» **TO DO**
Return the lines of the data below in which the string "accessors" occurs.

» **RECORDS TO PROCESS**
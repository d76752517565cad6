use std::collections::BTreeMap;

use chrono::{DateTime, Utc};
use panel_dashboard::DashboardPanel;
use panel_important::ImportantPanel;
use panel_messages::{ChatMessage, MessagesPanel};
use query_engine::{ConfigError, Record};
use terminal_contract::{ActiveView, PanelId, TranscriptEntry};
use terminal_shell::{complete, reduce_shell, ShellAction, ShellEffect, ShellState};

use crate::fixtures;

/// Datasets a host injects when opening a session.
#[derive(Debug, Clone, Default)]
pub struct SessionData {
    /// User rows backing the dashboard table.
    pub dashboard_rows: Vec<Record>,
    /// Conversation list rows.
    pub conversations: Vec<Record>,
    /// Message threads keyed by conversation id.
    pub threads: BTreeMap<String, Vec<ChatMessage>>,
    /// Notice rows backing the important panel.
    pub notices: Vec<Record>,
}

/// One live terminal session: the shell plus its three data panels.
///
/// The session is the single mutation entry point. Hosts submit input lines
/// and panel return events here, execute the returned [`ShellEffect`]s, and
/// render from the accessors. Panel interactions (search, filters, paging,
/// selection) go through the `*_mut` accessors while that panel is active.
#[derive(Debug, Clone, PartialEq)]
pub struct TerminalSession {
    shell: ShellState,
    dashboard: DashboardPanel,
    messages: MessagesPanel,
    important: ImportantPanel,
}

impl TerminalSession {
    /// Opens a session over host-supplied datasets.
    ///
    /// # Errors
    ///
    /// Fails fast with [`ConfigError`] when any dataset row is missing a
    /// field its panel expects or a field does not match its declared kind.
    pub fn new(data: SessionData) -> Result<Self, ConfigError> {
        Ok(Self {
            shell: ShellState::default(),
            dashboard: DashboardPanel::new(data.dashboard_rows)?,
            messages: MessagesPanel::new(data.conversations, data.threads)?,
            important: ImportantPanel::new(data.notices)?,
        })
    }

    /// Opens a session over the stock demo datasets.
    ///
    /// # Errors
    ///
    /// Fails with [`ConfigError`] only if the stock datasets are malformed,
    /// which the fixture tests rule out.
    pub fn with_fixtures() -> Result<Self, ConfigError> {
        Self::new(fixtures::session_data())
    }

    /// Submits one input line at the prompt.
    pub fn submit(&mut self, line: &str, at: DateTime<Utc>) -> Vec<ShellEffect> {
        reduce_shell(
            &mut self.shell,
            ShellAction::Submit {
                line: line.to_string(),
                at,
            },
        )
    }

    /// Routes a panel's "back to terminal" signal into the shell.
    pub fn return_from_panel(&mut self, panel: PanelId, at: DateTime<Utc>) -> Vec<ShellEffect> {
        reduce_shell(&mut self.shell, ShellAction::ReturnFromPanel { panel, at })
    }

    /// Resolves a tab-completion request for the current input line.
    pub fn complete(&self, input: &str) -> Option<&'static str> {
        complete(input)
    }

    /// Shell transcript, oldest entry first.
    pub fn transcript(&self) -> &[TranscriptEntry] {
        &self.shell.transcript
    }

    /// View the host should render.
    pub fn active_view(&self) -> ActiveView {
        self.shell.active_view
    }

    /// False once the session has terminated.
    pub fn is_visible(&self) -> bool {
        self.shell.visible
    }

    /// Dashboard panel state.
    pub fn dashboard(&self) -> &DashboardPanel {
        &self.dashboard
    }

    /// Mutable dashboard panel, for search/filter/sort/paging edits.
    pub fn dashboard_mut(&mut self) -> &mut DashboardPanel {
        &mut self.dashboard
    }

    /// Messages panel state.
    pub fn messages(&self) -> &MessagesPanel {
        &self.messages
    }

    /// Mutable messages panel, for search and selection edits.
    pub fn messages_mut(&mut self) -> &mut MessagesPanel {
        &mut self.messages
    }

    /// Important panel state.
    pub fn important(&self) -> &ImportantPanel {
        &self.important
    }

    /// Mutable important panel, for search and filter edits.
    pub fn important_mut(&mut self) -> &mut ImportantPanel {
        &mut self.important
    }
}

...

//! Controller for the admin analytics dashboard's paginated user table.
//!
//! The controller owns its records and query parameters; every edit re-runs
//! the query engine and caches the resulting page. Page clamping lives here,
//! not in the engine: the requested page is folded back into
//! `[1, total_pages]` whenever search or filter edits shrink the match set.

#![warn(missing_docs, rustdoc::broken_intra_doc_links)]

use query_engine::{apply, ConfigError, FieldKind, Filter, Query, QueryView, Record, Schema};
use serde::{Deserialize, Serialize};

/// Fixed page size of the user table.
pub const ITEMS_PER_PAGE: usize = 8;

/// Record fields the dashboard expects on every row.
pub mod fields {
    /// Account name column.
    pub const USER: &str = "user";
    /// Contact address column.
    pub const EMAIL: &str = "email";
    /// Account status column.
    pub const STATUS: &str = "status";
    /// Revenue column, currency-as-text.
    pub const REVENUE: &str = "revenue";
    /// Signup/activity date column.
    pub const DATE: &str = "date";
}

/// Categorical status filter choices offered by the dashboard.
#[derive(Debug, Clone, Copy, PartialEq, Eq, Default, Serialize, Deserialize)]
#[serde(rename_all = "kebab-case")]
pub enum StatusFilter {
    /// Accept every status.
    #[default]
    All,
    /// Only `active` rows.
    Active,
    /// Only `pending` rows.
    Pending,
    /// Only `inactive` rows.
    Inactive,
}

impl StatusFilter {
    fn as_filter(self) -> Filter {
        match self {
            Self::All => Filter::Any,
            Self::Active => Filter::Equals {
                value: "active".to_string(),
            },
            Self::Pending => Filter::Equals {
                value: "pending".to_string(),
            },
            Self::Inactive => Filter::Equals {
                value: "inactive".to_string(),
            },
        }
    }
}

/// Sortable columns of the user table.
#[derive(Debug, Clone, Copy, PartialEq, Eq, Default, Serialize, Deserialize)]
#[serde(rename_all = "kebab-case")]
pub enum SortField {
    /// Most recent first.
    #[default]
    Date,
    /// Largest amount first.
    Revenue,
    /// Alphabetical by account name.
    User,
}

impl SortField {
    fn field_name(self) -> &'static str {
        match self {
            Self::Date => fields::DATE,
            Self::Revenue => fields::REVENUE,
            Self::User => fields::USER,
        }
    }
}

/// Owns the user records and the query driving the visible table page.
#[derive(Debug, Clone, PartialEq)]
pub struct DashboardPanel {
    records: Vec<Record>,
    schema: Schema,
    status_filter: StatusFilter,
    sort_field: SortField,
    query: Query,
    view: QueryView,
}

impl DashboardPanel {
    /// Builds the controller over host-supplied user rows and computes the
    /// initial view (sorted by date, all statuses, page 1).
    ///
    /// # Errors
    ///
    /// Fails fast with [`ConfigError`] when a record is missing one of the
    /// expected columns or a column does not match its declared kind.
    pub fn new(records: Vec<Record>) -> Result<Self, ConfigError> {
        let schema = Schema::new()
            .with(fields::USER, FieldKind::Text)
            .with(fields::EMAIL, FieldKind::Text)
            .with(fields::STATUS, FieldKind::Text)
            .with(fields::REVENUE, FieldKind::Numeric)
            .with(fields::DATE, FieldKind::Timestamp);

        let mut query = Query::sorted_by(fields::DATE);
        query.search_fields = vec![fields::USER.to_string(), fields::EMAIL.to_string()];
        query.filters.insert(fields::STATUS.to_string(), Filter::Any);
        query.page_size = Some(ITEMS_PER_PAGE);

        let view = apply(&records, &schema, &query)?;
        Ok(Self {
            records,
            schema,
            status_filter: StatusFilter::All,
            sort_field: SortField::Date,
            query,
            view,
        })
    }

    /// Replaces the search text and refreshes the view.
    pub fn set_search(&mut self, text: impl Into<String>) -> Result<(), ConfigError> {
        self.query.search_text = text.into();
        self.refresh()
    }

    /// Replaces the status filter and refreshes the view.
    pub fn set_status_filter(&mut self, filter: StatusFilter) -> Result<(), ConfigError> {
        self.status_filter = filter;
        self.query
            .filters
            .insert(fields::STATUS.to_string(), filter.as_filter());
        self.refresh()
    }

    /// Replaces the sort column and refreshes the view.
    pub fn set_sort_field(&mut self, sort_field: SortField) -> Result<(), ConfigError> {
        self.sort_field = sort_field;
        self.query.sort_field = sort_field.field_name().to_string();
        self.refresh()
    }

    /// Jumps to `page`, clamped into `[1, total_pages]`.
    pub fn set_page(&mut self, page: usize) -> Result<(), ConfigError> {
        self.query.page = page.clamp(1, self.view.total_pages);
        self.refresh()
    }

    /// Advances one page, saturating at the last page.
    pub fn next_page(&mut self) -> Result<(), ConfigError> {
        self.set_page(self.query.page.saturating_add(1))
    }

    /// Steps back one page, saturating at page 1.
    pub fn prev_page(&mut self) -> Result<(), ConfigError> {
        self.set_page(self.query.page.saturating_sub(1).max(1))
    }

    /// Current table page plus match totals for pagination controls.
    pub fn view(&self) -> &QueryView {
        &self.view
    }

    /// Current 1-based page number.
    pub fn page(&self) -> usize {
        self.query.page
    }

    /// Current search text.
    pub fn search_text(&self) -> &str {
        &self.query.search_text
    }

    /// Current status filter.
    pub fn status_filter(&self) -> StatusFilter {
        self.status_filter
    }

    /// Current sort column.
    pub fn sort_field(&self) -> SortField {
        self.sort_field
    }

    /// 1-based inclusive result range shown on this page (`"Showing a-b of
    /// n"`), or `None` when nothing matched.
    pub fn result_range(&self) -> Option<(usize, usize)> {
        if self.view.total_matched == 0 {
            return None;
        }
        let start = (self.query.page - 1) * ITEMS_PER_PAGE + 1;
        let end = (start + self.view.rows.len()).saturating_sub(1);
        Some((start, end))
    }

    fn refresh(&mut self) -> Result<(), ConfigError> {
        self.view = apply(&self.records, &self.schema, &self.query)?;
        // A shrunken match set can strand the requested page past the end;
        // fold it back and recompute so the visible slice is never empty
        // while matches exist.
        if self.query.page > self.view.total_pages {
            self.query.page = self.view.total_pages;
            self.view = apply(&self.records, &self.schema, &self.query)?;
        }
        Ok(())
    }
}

» **ANSWER TO THIS EXERCISE**
/// render from the accessors. Panel interactions (search, filters, paging,
/// selection) go through the `*_mut` accessors while that panel is active.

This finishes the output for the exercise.